Emergent taxonomy used for Phase 2
The exploratory deployment informed a provisional taxonomy of failure points and unencoded signals. These categories are presented here as design scaffolding for future controlled testing.
| Category | Description | Role in Phase 2 |
|---|---|---|
| SCHEMA_GAP | Decision-relevant facts appear outside structured fields evaluated by rules. | Signal family for synthetic profile manipulation |
| NOTE_SALIENCE | Free-text or contextual notes appear to shift attention or justification. | Narrative cue treatment |
| ADMIN_CONSTRAINT | Local caps, process bottlenecks, or implementation constraints shape practical decisions. | Institutional alignment test |
| RISK_SIGNAL | Displayed risk or conflict cues may affect discretionary review even when non-binding. | Salience and override experiment |
Limits
Archive limits
Exploratory status
The archived deployment was exploratory and is retained as system context, not as a finalized human-subject evidence base.
Single-region context
The deployment setting was localized, which limits general interpretation even at the descriptive level.
Non-binding system role
SARAL did not make final decisions. Any archive interpretation must therefore center human judgment and institutional process.
No formal inferential claims here
This page is intentionally bounded to deployment description, archival documentation, and design motivation for later experimental work.
Interpretation
Bounded interpretation
What this archive supports
- A clear description of SARAL as an advisory decision-support system.
- A documented gap between encoded rules and broader information environments.
- Motivation for a controlled Phase 2 study on unencoded signals and discretion.
What this archive does not claim
- Not a formal results page for a completed human-subject study.
- Not a causal or statistical evaluation of welfare outcomes.
- Not a claim that the archived deployment alone validates the taxonomy or downstream theory.
Theoretical framing
The archive is situated within broader questions about street-level discretion, administrative decision-making, and the limits of algorithmic formalization.
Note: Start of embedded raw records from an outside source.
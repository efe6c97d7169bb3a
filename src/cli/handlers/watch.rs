use std::time::Duration;

use crate::cli::commands::{WatchArgs, WatchView};
use crate::io::poller::{FetchState, FilePoller};
use crate::io::watcher::WorkspaceWatcher;
use crate::model::workspace::Workspace;
use crate::ops::sections::TaskFilter;
use crate::ops::timeline::EntryFilter;

use super::{CmdResult, build_days, build_sections, doc_path, render_days, render_sections};

/// Poll the view's file and re-render whenever it changes. File system
/// events wake the loop early; the poll interval bounds the wait otherwise.
pub fn cmd_watch(workspace: &Workspace, args: WatchArgs, json: bool) -> CmdResult {
    let logical = match args.view {
        WatchView::Tasks => workspace.config.files.tasks.clone(),
        WatchView::Time => workspace.config.files.time_log.clone(),
        WatchView::Doc => doc_path(workspace, args.doc.as_deref())?.to_string(),
    };
    let interval = args
        .interval_ms
        .map(|ms| Duration::from_millis(ms.max(1)))
        .unwrap_or_else(|| workspace.poll_interval());

    let mut poller = FilePoller::new(&workspace.root, &logical, interval);
    let watcher = if args.once {
        None
    } else {
        match WorkspaceWatcher::start(&workspace.root) {
            Ok(w) => Some(w),
            Err(e) => {
                tracing::warn!(error = %e, "file watcher unavailable, polling only");
                None
            }
        }
    };

    tracing::info!(path = %logical, interval_ms = interval.as_millis() as u64, "watching");
    loop {
        if poller.poll_once() {
            render(workspace, args.view, &poller, json, !args.once)?;
        }
        if args.once {
            return Ok(());
        }
        match watcher {
            Some(ref w) => {
                let changed = w.wait(poller.interval());
                if !changed.is_empty() {
                    tracing::debug!(count = changed.len(), "change events");
                }
            }
            None => std::thread::sleep(poller.interval()),
        }
    }
}

fn render(
    workspace: &Workspace,
    view: WatchView,
    poller: &FilePoller,
    json: bool,
    clear: bool,
) -> CmdResult {
    let text = match poller.state() {
        FetchState::NotLoaded => {
            println!("loading {}...", poller.logical_path());
            return Ok(());
        }
        FetchState::Failed(msg) => {
            eprintln!("error reading {}: {}", poller.logical_path(), msg);
            return Ok(());
        }
        FetchState::Loaded(text) => text,
    };

    if clear && !json {
        print!("\x1b[2J\x1b[H");
    }
    match view {
        WatchView::Tasks => render_sections(
            &build_sections(workspace, text, &TaskFilter::default()),
            json,
        ),
        WatchView::Time => render_days(
            &build_days(text, &EntryFilter::default(), workspace.config.ui.newest_first),
            json,
        ),
        WatchView::Doc => {
            print!("{}", text);
            if !text.ends_with('\n') {
                println!();
            }
            Ok(())
        }
    }
}
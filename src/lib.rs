pub mod cli;
pub mod io;
pub mod model;
pub mod ops;
pub mod parse;
pub mod util;
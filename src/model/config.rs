use serde::Deserialize;
use std::path::PathBuf;

/// Configuration from plaindeck.toml
#[derive(Debug, Clone, Default, Deserialize)]
pub struct WorkspaceConfig {
    #[serde(default)]
    pub workspace: WorkspaceSection,
    #[serde(default)]
    pub files: FilesConfig,
    #[serde(default)]
    pub ui: UiConfig,
}

#[derive(Debug, Clone, Deserialize)]
pub struct WorkspaceSection {
    /// Workspace directory. Relative paths resolve against the config file's
    /// directory; absent means the config file's directory itself.
    #[serde(default)]
    pub root: Option<PathBuf>,
    #[serde(default = "default_poll_interval_ms")]
    pub poll_interval_ms: u64,
}

impl Default for WorkspaceSection {
    fn default() -> Self {
        WorkspaceSection {
            root: None,
            poll_interval_ms: default_poll_interval_ms(),
        }
    }
}

fn default_poll_interval_ms() -> u64 {
    2000
}

/// Logical paths of the files each view reads
#[derive(Debug, Clone, Deserialize)]
pub struct FilesConfig {
    #[serde(default = "default_tasks_file")]
    pub tasks: String,
    #[serde(default = "default_time_log_file")]
    pub time_log: String,
    #[serde(default = "default_agent_docs")]
    pub agent_docs: Vec<String>,
}

impl Default for FilesConfig {
    fn default() -> Self {
        FilesConfig {
            tasks: default_tasks_file(),
            time_log: default_time_log_file(),
            agent_docs: default_agent_docs(),
        }
    }
}

fn default_tasks_file() -> String {
    "TODO.md".to_string()
}

fn default_time_log_file() -> String {
    "time/time_log.csv".to_string()
}

fn default_agent_docs() -> Vec<String> {
    ["SOUL.md", "HEARTBEAT.md", "MEMORY.md", "AGENTS.md"]
        .iter()
        .map(|s| s.to_string())
        .collect()
}

#[derive(Debug, Clone, Deserialize)]
pub struct UiConfig {
    /// Sections listed first, in this order. Others follow in document order.
    #[serde(default = "default_section_order")]
    pub section_order: Vec<String>,
    /// Show the time log newest day first (the CSV is appended chronologically)
    #[serde(default = "default_true")]
    pub newest_first: bool,
    /// Print section headings that matched no tasks after filtering
    #[serde(default)]
    pub show_empty_sections: bool,
}

impl Default for UiConfig {
    fn default() -> Self {
        UiConfig {
            section_order: default_section_order(),
            newest_first: true,
            show_empty_sections: false,
        }
    }
}

fn default_section_order() -> Vec<String> {
    ["In Progress", "Urgent / Scheduled", "Inbox", "This week"]
        .iter()
        .map(|s| s.to_string())
        .collect()
}

fn default_true() -> bool {
    true
}
use std::sync::LazyLock;

use regex::Regex;

use crate::model::time_entry::{TimeEntry, UNKNOWN_PROJECT};

/// Minimum column count for a row to become an entry
const MIN_FIELDS: usize = 7;

/// Index of the first notes column; everything from here on is notes
const NOTES_FIELD: usize = 7;

/// Leading decimal number: `1`, `-2.5`, `.5`, `3e2`
static FLOAT_PREFIX_RE: LazyLock<Regex> =
    LazyLock::new(|| Regex::new(r"^[+-]?(?:\d+\.?\d*|\.\d+)(?:[eE][+-]?\d+)?").unwrap());

/// Leading integer: `60`, `-5`
static INT_PREFIX_RE: LazyLock<Regex> = LazyLock::new(|| Regex::new(r"^[+-]?\d+").unwrap());

/// Parse the time log CSV into entries in file order.
///
/// The first non-blank line is the header and is never parsed. Fields are
/// split on every comma without quote handling, so only the trailing notes
/// column may contain commas. Rows with fewer than seven fields are dropped.
pub fn parse_time_log(source: &str) -> Vec<TimeEntry> {
    let lines: Vec<&str> = source
        .split('\n')
        .filter(|l| !l.trim().is_empty())
        .collect();
    if lines.len() < 2 {
        return Vec::new();
    }

    lines[1..].iter().filter_map(|line| parse_row(line)).collect()
}

fn parse_row(line: &str) -> Option<TimeEntry> {
    let line = line.strip_suffix('\r').unwrap_or(line);
    let fields: Vec<&str> = line.split(',').collect();
    if fields.len() < MIN_FIELDS {
        return None;
    }

    let project = if fields[1].is_empty() {
        UNKNOWN_PROJECT.to_string()
    } else {
        fields[1].to_string()
    };

    Some(TimeEntry {
        id: uuid::Uuid::new_v4().to_string(),
        date: fields[0].to_string(),
        project,
        start_local: fields[2].to_string(),
        end_local: fields[3].to_string(),
        duration_minutes: parse_int_lenient(fields[4]),
        duration_hours: parse_float_lenient(fields[5]),
        overlaps: fields[6].to_string(),
        notes: fields[NOTES_FIELD..]
            .join(",")
            .trim()
            .to_string(),
    })
}

/// Parse the leading integer of a field, `0` if there is none.
/// `"90.5"` is 90 and `"60min"` is 60. Digits beyond the range of `i64`
/// saturate at `i64::MAX` (or `i64::MIN` when negative).
fn parse_int_lenient(field: &str) -> i64 {
    let Some(m) = INT_PREFIX_RE.find(field.trim()) else {
        return 0;
    };
    let digits = m.as_str();
    digits.parse().unwrap_or(if digits.starts_with('-') {
        i64::MIN
    } else {
        i64::MAX
    })
}

/// Parse the leading decimal number of a field, `0.0` if there is none.
fn parse_float_lenient(field: &str) -> f64 {
    FLOAT_PREFIX_RE
        .find(field.trim())
        .and_then(|m| m.as_str().parse::<f64>().ok())
        .filter(|v| v.is_finite())
        .unwrap_or(0.0)
}

#[cfg(test)]
mod tests {
    use super::*;
    use pretty_assertions::assert_eq;

    const HEADER: &str =
        "date,project,start_local,end_local,duration_minutes,duration_hours,overlaps,notes";

    #[test]
    fn test_parse_basic_rows() {
        let source = format!(
            "{}\n\
2026-02-17,Quest,06:30,16:40,610,10.17,No,Initial Dev\n\
2026-02-18,Superhuman,,,180,3,No,Added +3h per Jason\n",
            HEADER
        );
        let entries = parse_time_log(&source);
        assert_eq!(entries.len(), 2);

        let first = &entries[0];
        assert_eq!(first.date, "2026-02-17");
        assert_eq!(first.project, "Quest");
        assert_eq!(first.start_local, "06:30");
        assert_eq!(first.end_local, "16:40");
        assert_eq!(first.duration_minutes, 610);
        assert_eq!(first.duration_hours, 10.17);
        assert_eq!(first.overlaps, "No");
        assert_eq!(first.notes, "Initial Dev");

        let second = &entries[1];
        assert_eq!(second.start_local, "");
        assert_eq!(second.end_local, "");
        assert!(!second.has_interval());
        assert_eq!(second.duration_hours, 3.0);
    }

    #[test]
    fn test_notes_keep_commas() {
        let entries =
            parse_time_log("h1,h2,h3,h4,h5,h6,h7\n2026-01-01,Proj,09:00,10:00,60,1.0,No,hello, world");
        assert_eq!(entries.len(), 1);
        assert_eq!(entries[0].notes, "hello, world");
        assert_eq!(entries[0].duration_hours, 1.0);
        assert_eq!(entries[0].duration_minutes, 60);
    }

    #[test]
    fn test_seven_fields_has_empty_notes() {
        let entries = parse_time_log("h\n2026-01-01,Proj,,,30,0.5,Yes");
        assert_eq!(entries.len(), 1);
        assert_eq!(entries[0].notes, "");
        assert_eq!(entries[0].overlaps, "Yes");
    }

    #[test]
    fn test_header_only_is_empty() {
        assert!(parse_time_log(HEADER).is_empty());
        assert!(parse_time_log(&format!("{}\n\n   \n", HEADER)).is_empty());
        assert!(parse_time_log("").is_empty());
    }

    #[test]
    fn test_short_row_dropped() {
        let source = format!(
            "{}\n2026-01-01,Proj,09:00,10:00,60\n2026-01-02,Proj,,,30,0.5,No,kept",
            HEADER
        );
        let entries = parse_time_log(&source);
        assert_eq!(entries.len(), 1);
        assert_eq!(entries[0].date, "2026-01-02");
    }

    #[test]
    fn test_non_numeric_durations_default_to_zero() {
        let entries = parse_time_log("h\n2026-01-01,Proj,,,abc,n/a,No,");
        assert_eq!(entries[0].duration_minutes, 0);
        assert_eq!(entries[0].duration_hours, 0.0);
    }

    #[test]
    fn test_numeric_prefixes() {
        let entries = parse_time_log("h\n2026-01-01,Proj,,, 90.5 ,1.5h,No,\n2026-01-02,Proj,,,60min,.25,No,");
        assert_eq!(entries[0].duration_minutes, 90);
        assert_eq!(entries[0].duration_hours, 1.5);
        assert_eq!(entries[1].duration_minutes, 60);
        assert_eq!(entries[1].duration_hours, 0.25);
    }

    #[test]
    fn test_oversized_minutes_saturate() {
        let entries = parse_time_log(
            "h\n2026-01-01,Proj,,,99999999999999999999,1,No,\n2026-01-02,Proj,,,-99999999999999999999,1,No,",
        );
        assert_eq!(entries[0].duration_minutes, i64::MAX);
        assert_eq!(entries[1].duration_minutes, i64::MIN);
    }

    #[test]
    fn test_empty_project_is_unknown() {
        let entries = parse_time_log("h\n2026-01-01,,,,15,0.25,No,quick call");
        assert_eq!(entries[0].project, "Unknown");
    }

    #[test]
    fn test_blank_lines_skipped_before_header() {
        let entries = parse_time_log("\n\nh\n\n2026-01-01,Proj,,,15,0.25,No,\n");
        assert_eq!(entries.len(), 1);
    }

    #[test]
    fn test_comma_in_project_misaligns_columns() {
        let entries = parse_time_log("h\n2026-01-01,Acme, Inc,09:00,10:00,60,1.0,No");
        assert_eq!(entries.len(), 1);
        assert_eq!(entries[0].project, "Acme");
        assert_eq!(entries[0].start_local, " Inc");
        assert_eq!(entries[0].end_local, "09:00");
        assert_eq!(entries[0].duration_minutes, 10);
        assert_eq!(entries[0].duration_hours, 60.0);
        assert_eq!(entries[0].overlaps, "1.0");
        assert_eq!(entries[0].notes, "No");
    }

    #[test]
    fn test_crlf_rows() {
        let entries = parse_time_log("h\r\n2026-01-01,Proj,,,15,0.25,No\r\n");
        assert_eq!(entries.len(), 1);
        assert_eq!(entries[0].overlaps, "No");
    }

    #[test]
    fn test_reparse_equal_but_ids_fresh() {
        let source = "h\n2026-01-01,Proj,,,15,0.25,No,a\n2026-01-01,Proj,,,15,0.25,No,a";
        let first = parse_time_log(source);
        let second = parse_time_log(source);
        assert_eq!(first, second);
        assert_ne!(first[0].id, second[0].id);
        assert_ne!(first[0].id, first[1].id);
    }
}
Its role here is conceptual and design-oriented: to motivate a more rigorous next-stage experiment rather than to stand in as definitive evidence.
Data & privacy
Release status
This archive hosts instruments, protocols, interface structure, and sanitized system artifacts from the SARAL pilot. Names and direct identifiers are removed. Free-text verification notes are excluded or heavily sanitized prior to any export. Phone numbers used during intake were converted to irreversible citizen hashes and were not retained after the session.
SARAL suggestions are non-binding. Operator decisions remain authoritative. Released artifacts are sanitized and archived for documentation, transparency, and future research development.